AsciiDoc

The adoc generator emits AsciiDoc files, the source format Antora and most other AsciiDoc tooling consume. Pick it explicitly through the generator option:

generator: adoc

This is the format Mr.Docs uses to build its own documentation site, and it’s the recommended choice when the reference is folded into a larger Antora component (or any pipeline that already consumes AsciiDoc).

Output layout

In the default multipage mode, every symbol gets its own .adoc file under the output directory, mirroring its parent-context tree (the namespace, class, or class template each symbol is declared inside). The top-level index.adoc is the page for the global namespace; set global-namespace-index to true to make that page also serve as a project-wide table of contents.

output/
  index.adoc
  logr/
    log/
      scoped_context.adoc
  ...

Set multipage: false to emit a single AsciiDoc file that contains the whole corpus. The file is written to whatever path the output option points at (interpreted as a file path rather than a directory in that mode). This is convenient when the rest of the site is a single page or when piping into a one-shot converter.

For inclusion in an outer AsciiDoc document, set embedded to true; it strips the doctitle so an outer page can pull the file in with an include:: directive without colliding with its own title.

Antora integration

Two Antora extensions, maintained alongside Mr.Docs, make the AsciiDoc output a first-class part of an Antora site:

antora-cpp-reference-extension

Runs Mr.Docs during the Antora build, drops the content of generated .adoc files into a module in the virtual Antora filesystem (reference by default), and stitches them into the site. The build-time glue: "Mr.Docs writes AsciiDoc to a directory" becomes "Mr.Docs is a stage in our Antora build", no handwritten scripts in between.

antora-cpp-tagfiles-extension

Reads tagfiles Mr.Docs writes alongside the rendered pages and registers an Asciidoctor cpp: macro. With both extensions in the same playbook, the wiring is automatic: something like cpp:my_lib::Widget[] anywhere in the prose resolves to the symbol page Mr.Docs just generated in this build. Additional tagfiles (the bundled cppreference one, Boost, anyone else’s) extend the macro’s reach to external projects.

Stylesheet options

The adoc generator does not ship its own CSS. Three of the stylesheet options surface in the output anyway, by emitting AsciiDoc attributes at the top of each generated .adoc file that Asciidoctor reads when it converts the file to HTML on its own (Antora ignores them because it owns its own UI bundle):

stylesheets

Each entry is emitted as a :stylesheet: attribute. Asciidoctor honours the last :stylesheet: it sees, so the order matters when more than one is listed.

stylesdir

Emitted as the :stylesdir: attribute, the base directory Asciidoctor joins with the stylesheet path before resolving the link.

linkcss

When true, emitted as :linkcss:. Asciidoctor produces a <link> reference to the stylesheet in the rendered HTML instead of inlining the CSS.
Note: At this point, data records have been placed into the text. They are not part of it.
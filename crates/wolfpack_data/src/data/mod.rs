//! Core data structures for the pack engine.

pub mod agent;
pub mod environment;
pub mod pack;
pub mod vector;
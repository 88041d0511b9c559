use super::vector::Vec3;
use rkyv::{Archive, Deserialize as RkyvDeserialize, Serialize as RkyvSerialize};
use serde::{Deserialize, Serialize};
use std::fmt;
use uuid::Uuid;

/// Stable identifier of an agent, owned by the host.
pub type AgentId = Uuid;

/// Stable identifier shared by every member of a pack.
#[derive(
    Debug,
    Clone,
    Copy,
    PartialEq,
    Eq,
    Hash,
    PartialOrd,
    Ord,
    Serialize,
    Deserialize,
    Archive,
    RkyvSerialize,
    RkyvDeserialize,
)]
#[archive(check_bytes)]
#[archive_attr(derive(Debug, PartialEq, Eq, Hash))]
pub struct PackId(pub Uuid);

impl PackId {
    #[must_use]
    pub fn as_uuid(&self) -> Uuid {
        self.0
    }
}

impl fmt::Display for PackId {
    fn fmt(&self, f: &mut fmt::Formatter<'_>) -> fmt::Result {
        write!(f, "pack-{}", self.0)
    }
}

#[derive(
    Debug,
    Clone,
    Copy,
    PartialEq,
    Eq,
    Hash,
    Serialize,
    Deserialize,
    Archive,
    RkyvSerialize,
    RkyvDeserialize,
)]
#[archive(check_bytes)]
/// Kinds of entity the engine knows how to reason about.
pub enum Species {
    Wolf,
    Sheep,
    Rabbit,
    Fox,
    Cow,
    Pig,
    Chicken,
    Villager,
    IronGolem,
    Player,
}

impl Species {
    /// Farm animals kept by a settlement.
    #[must_use]
    pub fn is_livestock(self) -> bool {
        matches!(
            self,
            Species::Cow | Species::Pig | Species::Chicken | Species::Sheep
        )
    }

    /// Siege classification; `None` for things a siege never targets.
    #[must_use]
    pub fn target_class(self, juvenile: bool) -> Option<TargetClass> {
        match self {
            s if s.is_livestock() => Some(TargetClass::Livestock),
            Species::Villager if juvenile => Some(TargetClass::ChildVillager),
            Species::Villager => Some(TargetClass::AdultVillager),
            Species::IronGolem => Some(TargetClass::Guardian),
            _ => None,
        }
    }
}

/// Classes of siege target, from primary resource down to armed defender.
#[derive(Debug, Clone, Copy, PartialEq, Eq, Hash, Serialize, Deserialize)]
pub enum TargetClass {
    Livestock,
    ChildVillager,
    AdultVillager,
    Guardian,
}

/// Read-only view of an entity for one tick.
///
/// The host produces these; the engine never holds on to them across ticks.
#[derive(Debug, Clone, Copy, PartialEq, Serialize, Deserialize)]
pub struct EntitySnapshot {
    pub id: AgentId,
    pub species: Species,
    pub position: Vec3,
    pub velocity: Vec3,
    pub health: f64,
    pub max_health: f64,
    pub juvenile: bool,
    pub alive: bool,
    pub tamed: bool,
    pub pack_id: Option<PackId>,
}

impl EntitySnapshot {
    /// A healthy adult at `position` with no pack.
    #[must_use]
    pub fn new(id: AgentId, species: Species, position: Vec3) -> Self {
        Self {
            id,
            species,
            position,
            velocity: Vec3::ZERO,
            health: 20.0,
            max_health: 20.0,
            juvenile: false,
            alive: true,
            tamed: false,
            pack_id: None,
        }
    }

    #[must_use]
    pub fn health_ratio(&self) -> f64 {
        if self.max_health <= 0.0 {
            0.0
        } else {
            (self.health / self.max_health).clamp(0.0, 1.0)
        }
    }

    #[must_use]
    pub fn distance_to(&self, other: &EntitySnapshot) -> f64 {
        self.position.distance_to(other.position)
    }

    /// Packmates share species and a pack id; tamed or dead agents never count.
    #[must_use]
    pub fn is_packmate_of(&self, other: &EntitySnapshot) -> bool {
        self.id != other.id
            && other.alive
            && !other.tamed
            && self.species == other.species
            && self.pack_id.is_some()
            && self.pack_id == other.pack_id
    }
}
The no-default-styles and copycss options are HTML-generator concerns: the adoc generator has no default stylesheet to suppress, and the copy-CSS step belongs to Asciidoctor’s HTML conversion rather than to Mr.Docs. Set them for the html generator path only.

Customizing the markup

The pages themselves come from Handlebars templates under <mrdocs-root>/share/mrdocs/addons/generator/adoc/. Override a single partial via addons-supplemental to tweak the output without copying the whole tree. The data the templates see is documented in the DOM reference.